INSTRUCTIONS FOR THE TASK
Every entry must appear in the answer exactly as it does here.

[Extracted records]

··········

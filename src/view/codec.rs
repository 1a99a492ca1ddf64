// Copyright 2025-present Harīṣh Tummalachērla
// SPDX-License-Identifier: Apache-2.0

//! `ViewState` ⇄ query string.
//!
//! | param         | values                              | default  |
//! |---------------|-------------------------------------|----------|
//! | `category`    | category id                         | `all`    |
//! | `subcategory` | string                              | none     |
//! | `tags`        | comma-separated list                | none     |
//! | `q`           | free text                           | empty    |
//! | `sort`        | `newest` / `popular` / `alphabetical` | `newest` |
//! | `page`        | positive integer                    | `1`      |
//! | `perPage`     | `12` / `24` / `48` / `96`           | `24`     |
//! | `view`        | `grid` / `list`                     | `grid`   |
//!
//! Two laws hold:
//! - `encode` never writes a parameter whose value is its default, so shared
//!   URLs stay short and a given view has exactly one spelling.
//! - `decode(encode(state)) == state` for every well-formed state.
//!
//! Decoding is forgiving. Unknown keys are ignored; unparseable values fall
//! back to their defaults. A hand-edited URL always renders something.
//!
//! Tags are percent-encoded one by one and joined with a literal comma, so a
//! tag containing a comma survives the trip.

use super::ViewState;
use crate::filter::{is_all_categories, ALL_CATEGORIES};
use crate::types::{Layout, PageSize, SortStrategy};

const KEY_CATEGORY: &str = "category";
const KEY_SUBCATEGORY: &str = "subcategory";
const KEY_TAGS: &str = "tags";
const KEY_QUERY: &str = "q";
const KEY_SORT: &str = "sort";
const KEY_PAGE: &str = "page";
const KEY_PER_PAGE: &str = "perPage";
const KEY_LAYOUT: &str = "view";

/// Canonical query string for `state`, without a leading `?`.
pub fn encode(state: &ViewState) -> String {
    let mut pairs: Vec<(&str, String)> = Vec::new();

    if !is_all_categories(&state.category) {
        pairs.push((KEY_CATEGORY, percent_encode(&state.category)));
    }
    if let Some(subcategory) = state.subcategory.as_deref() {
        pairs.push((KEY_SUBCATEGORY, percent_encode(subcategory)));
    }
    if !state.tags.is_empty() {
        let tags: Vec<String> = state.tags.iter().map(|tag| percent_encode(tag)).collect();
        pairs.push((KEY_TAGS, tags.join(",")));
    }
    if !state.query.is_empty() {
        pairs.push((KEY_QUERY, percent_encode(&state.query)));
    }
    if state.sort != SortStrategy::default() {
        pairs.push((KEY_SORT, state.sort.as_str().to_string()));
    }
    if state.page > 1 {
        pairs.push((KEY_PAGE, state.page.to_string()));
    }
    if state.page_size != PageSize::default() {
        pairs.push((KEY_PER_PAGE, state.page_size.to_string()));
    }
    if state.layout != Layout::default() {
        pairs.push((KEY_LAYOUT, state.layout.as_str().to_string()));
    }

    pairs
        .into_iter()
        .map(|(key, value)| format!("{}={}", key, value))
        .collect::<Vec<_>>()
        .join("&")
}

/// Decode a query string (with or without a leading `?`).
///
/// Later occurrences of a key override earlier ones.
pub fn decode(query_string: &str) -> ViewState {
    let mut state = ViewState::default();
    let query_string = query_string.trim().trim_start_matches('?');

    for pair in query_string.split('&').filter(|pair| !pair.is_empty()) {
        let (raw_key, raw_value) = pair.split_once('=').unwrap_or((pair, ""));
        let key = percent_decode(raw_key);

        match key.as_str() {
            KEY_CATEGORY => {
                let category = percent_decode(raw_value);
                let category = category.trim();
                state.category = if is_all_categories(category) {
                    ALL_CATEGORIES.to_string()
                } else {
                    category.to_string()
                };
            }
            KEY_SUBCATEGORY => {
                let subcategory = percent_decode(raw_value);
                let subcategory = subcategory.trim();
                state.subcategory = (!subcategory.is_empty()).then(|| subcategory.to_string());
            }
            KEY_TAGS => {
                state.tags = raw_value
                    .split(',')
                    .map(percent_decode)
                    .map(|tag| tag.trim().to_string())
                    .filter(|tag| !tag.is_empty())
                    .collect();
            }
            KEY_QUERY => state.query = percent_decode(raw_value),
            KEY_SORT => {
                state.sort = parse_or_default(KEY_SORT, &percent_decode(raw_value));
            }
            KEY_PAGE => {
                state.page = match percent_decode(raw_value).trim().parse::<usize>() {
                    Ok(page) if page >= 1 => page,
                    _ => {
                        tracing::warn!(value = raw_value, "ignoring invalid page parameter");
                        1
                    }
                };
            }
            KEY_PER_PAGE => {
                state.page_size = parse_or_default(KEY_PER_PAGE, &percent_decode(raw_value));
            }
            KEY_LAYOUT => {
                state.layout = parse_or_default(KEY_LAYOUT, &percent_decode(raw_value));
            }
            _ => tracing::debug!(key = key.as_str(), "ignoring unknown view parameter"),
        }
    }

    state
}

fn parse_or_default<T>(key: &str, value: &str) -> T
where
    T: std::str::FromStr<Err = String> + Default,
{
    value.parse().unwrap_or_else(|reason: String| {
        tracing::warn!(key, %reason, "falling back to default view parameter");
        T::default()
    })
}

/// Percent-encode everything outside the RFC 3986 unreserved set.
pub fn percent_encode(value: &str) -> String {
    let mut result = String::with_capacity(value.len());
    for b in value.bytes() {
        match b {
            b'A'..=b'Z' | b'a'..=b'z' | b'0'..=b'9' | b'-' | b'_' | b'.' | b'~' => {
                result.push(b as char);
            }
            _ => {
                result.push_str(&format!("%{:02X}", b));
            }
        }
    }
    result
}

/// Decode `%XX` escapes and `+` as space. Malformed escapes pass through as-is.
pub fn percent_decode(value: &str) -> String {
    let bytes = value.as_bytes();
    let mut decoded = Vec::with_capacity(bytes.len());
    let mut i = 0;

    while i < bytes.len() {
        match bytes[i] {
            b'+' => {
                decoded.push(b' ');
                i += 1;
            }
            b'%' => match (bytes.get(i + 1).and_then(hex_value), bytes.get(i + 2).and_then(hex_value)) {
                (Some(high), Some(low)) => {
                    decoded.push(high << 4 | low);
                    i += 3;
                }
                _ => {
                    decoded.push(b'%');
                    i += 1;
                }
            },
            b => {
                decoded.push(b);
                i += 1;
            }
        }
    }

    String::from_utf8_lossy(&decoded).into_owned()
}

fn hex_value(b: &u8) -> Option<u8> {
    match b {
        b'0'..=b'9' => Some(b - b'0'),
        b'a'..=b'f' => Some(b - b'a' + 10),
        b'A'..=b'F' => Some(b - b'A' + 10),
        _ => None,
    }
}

··········

OUTPUT
filename src/view/codec.rs
repository 1a99a492ca1ddf64
// Copyright 2025-present Harīṣh Tummalachērla
// SPDX-License-Identifier: Apache-2.0

//! `ViewState` ⇄ query string.
//!
//! | param         | values                              | default  |
//! |---------------|-------------------------------------|----------|
//! | `category`    | category id                         | `all`    |
//! | `subcategory` | string                              | none     |
//! | `tags`        | comma-separated list                | none     |
//! | `q`           | free text                           | empty    |
//! | `sort`        | `newest` / `popular` / `alphabetical` | `newest` |
//! | `page`        | positive integer                    | `1`      |
//! | `perPage`     | `12` / `24` / `48` / `96`           | `24`     |
//! | `view`        | `grid` / `list`                     | `grid`   |
//!
//! Two laws hold:
//! - `encode` never writes a parameter whose value is its default, so shared
//!   URLs stay short and a given view has exactly one spelling.
//! - `decode(encode(state)) == state` for every well-formed state.
//!
//! Decoding is forgiving. Unknown keys are ignored; unparseable values fall
//! back to their defaults. A hand-edited URL always renders something.
//!
//! Tags are percent-encoded one by one and joined with a literal comma, so a
//! tag containing a comma survives the trip.

use super::ViewState;
use crate::filter::{is_all_categories, ALL_CATEGORIES};
use crate::types::{Layout, PageSize, SortStrategy};

const KEY_CATEGORY: &str = "category";
const KEY_SUBCATEGORY: &str = "subcategory";
const KEY_TAGS: &str = "tags";
const KEY_QUERY: &str = "q";
const KEY_SORT: &str = "sort";
const KEY_PAGE: &str = "page";
const KEY_PER_PAGE: &str = "perPage";
const KEY_LAYOUT: &str = "view";

/// Canonical query string for `state`, without a leading `?`.
pub fn encode(state: &ViewState) -> String {
    let mut pairs: Vec<(&str, String)> = Vec::new();

    if !is_all_categories(&state.category) {
        pairs.push((KEY_CATEGORY, percent_encode(&state.category)));
    }
    if let Some(subcategory) = state.subcategory.as_deref() {
        pairs.push((KEY_SUBCATEGORY, percent_encode(subcategory)));
    }
    if !state.tags.is_empty() {
        let tags: Vec<String> = state.tags.iter().map(|tag| percent_encode(tag)).collect();
        pairs.push((KEY_TAGS, tags.join(",")));
    }
    if !state.query.is_empty() {
        pairs.push((KEY_QUERY, percent_encode(&state.query)));
    }
    if state.sort != SortStrategy::default() {
        pairs.push((KEY_SORT, state.sort.as_str().to_string()));
    }
    if state.page > 1 {
        pairs.push((KEY_PAGE, state.page.to_string()));
    }
    if state.page_size != PageSize::default() {
        pairs.push((KEY_PER_PAGE, state.page_size.to_string()));
    }
    if state.layout != Layout::default() {
        pairs.push((KEY_LAYOUT, state.layout.as_str().to_string()));
    }

    pairs
        .into_iter()
        .map(|(key, value)| format!("{}={}", key, value))
        .collect::<Vec<_>>()
        .join("&")
}

/// Decode a query string (with or without a leading `?`).
///
/// Later occurrences of a key override earlier ones.
pub fn decode(query_string: &str) -> ViewState {
    let mut state = ViewState::default();
    let query_string = query_string.trim().trim_start_matches('?');

    for pair in query_string.split('&').filter(|pair| !pair.is_empty()) {
        let (raw_key, raw_value) = pair.split_once('=').unwrap_or((pair, ""));
        let key = percent_decode(raw_key);

        match key.as_str() {
            KEY_CATEGORY => {
                let category = percent_decode(raw_value);
                let category = category.trim();
                state.category = if is_all_categories(category) {
                    ALL_CATEGORIES.to_string()
                } else {
                    category.to_string()
                };
            }
            KEY_SUBCATEGORY => {
                let subcategory = percent_decode(raw_value);
                let subcategory = subcategory.trim();
                state.subcategory = (!subcategory.is_empty()).then(|| subcategory.to_string());
            }
            KEY_TAGS => {
                state.tags = raw_value
                    .split(',')
                    .map(percent_decode)
                    .map(|tag| tag.trim().to_string())
                    .filter(|tag| !tag.is_empty())
                    .collect();
            }
            KEY_QUERY => state.query = percent_decode(raw_value),
            KEY_SORT => {
                state.sort = parse_or_default(KEY_SORT, &percent_decode(raw_value));
            }
            KEY_PAGE => {
                state.page = match percent_decode(raw_value).trim().parse::<usize>() {
                    Ok(page) if page >= 1 => page,
                    _ => {
                        tracing::warn!(value = raw_value, "ignoring invalid page parameter");
                        1
                    }
                };
            }
            KEY_PER_PAGE => {
                state.page_size = parse_or_default(KEY_PER_PAGE, &percent_decode(raw_value));
            }
            KEY_LAYOUT => {
                state.layout = parse_or_default(KEY_LAYOUT, &percent_decode(raw_value));
            }
            _ => tracing::debug!(key = key.as_str(), "ignoring unknown view parameter"),
        }
    }

    state
}

fn parse_or_default<T>(key: &str, value: &str) -> T
where
    T: std::str::FromStr<Err = String> + Default,
{
    value.parse().unwrap_or_else(|reason: String| {
        tracing::warn!(key, %reason, "falling back to default view parameter");
        T::default()
    })
}

/// Percent-encode everything outside the RFC 3986 unreserved set.
pub fn percent_encode(value: &str) -> String {
    let mut result = String::with_capacity(value.len());
    for b in value.bytes() {
        match b {
            b'A'..=b'Z' | b'a'..=b'z' | b'0'..=b'9' | b'-' | b'_' | b'.' | b'~' => {
                result.push(b as char);
            }
            _ => {
                result.push_str(&format!("%{:02X}", b));
            }
        }
    }
    result
}

/// Decode `%XX` escapes and `+` as space. Malformed escapes pass through as-is.
pub fn percent_decode(value: &str) -> String {
    let bytes = value.as_bytes();
    let mut decoded = Vec::with_capacity(bytes.len());
    let mut i = 0;

    while i < bytes.len() {
        match bytes[i] {
            b'+' => {
                decoded.push(b' ');
                i += 1;
            }
            b'%' => match (bytes.get(i + 1).and_then(hex_value), bytes.get(i + 2).and_then(hex_value)) {
                (Some(high), Some(low)) => {
                    decoded.push(high << 4 | low);
                    i += 3;
                }
                _ => {
                    decoded.push(b'%');
                    i += 1;
                }
            },
            b => {
                decoded.push(b);
                i += 1;
            }
        }
    }

    String::from_utf8_lossy(&decoded).into_owned()
}

fn hex_value(b: &u8) -> Option<u8> {
    match b {
        b'0'..=b'9' => Some(b - b'0'),
        b'a'..=b'f' => Some(b - b'a' + 10),
        b'A'..=b'F' => Some(b - b'A' + 10),
        _ => None,
    }
}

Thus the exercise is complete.